PROBLEM DETAILS: Scan the records below and copy every line that contains the string "viewport".
(DATA TO PROCESS Opens)
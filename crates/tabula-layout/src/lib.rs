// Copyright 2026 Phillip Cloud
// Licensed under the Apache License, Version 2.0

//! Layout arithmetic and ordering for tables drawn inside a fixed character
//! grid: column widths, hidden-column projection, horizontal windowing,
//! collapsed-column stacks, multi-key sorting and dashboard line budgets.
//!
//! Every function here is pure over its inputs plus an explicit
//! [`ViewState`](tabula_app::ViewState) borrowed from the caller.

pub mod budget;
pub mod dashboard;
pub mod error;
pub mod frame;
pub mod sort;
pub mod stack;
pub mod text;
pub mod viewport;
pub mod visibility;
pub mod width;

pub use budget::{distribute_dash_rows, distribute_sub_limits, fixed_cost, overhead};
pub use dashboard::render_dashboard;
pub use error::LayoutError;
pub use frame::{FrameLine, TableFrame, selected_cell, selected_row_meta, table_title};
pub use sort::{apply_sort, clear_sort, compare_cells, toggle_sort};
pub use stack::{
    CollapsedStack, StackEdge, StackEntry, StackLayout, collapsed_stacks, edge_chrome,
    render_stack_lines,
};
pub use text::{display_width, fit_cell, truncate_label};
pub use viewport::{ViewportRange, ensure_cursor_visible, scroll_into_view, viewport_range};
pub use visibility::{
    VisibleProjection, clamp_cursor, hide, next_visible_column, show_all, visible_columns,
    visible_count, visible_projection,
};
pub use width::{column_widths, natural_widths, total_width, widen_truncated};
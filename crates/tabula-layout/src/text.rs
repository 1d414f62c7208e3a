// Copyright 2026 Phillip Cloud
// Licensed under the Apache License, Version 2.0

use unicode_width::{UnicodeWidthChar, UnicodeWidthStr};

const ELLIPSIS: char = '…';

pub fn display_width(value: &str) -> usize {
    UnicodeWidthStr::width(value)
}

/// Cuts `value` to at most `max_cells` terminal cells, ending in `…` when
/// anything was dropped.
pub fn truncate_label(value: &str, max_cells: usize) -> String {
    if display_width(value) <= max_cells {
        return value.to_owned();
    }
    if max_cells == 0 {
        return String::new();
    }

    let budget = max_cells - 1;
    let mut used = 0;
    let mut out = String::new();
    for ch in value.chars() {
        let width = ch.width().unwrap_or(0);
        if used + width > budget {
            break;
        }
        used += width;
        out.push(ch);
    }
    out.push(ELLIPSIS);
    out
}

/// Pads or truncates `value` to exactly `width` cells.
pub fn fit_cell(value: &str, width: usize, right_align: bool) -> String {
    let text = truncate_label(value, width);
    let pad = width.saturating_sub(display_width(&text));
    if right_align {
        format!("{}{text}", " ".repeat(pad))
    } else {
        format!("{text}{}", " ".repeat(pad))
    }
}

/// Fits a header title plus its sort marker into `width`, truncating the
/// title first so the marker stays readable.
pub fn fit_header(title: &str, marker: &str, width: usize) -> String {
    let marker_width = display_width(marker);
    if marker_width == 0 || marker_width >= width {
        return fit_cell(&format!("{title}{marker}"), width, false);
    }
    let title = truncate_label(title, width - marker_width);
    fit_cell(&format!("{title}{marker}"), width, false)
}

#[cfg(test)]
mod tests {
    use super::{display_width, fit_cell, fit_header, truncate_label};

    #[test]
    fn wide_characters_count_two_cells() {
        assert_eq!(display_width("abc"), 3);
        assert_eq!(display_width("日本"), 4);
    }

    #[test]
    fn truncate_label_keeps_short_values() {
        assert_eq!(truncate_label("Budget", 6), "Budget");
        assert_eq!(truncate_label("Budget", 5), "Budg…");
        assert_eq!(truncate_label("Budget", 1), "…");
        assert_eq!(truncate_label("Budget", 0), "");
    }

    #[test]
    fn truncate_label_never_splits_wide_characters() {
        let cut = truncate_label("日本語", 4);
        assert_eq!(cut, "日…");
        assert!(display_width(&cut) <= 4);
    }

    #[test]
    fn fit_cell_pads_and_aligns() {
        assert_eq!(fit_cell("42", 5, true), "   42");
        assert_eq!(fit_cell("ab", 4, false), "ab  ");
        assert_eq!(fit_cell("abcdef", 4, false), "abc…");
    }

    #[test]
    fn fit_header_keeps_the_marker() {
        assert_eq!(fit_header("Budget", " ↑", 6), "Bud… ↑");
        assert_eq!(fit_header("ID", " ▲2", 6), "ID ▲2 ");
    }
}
(DATA TO PROCESS Closes)
OUTPUT FOR THIS EXERCISE:
pub mod viewport;
pub use viewport::{ViewportRange, ensure_cursor_visible, scroll_into_view, viewport_range};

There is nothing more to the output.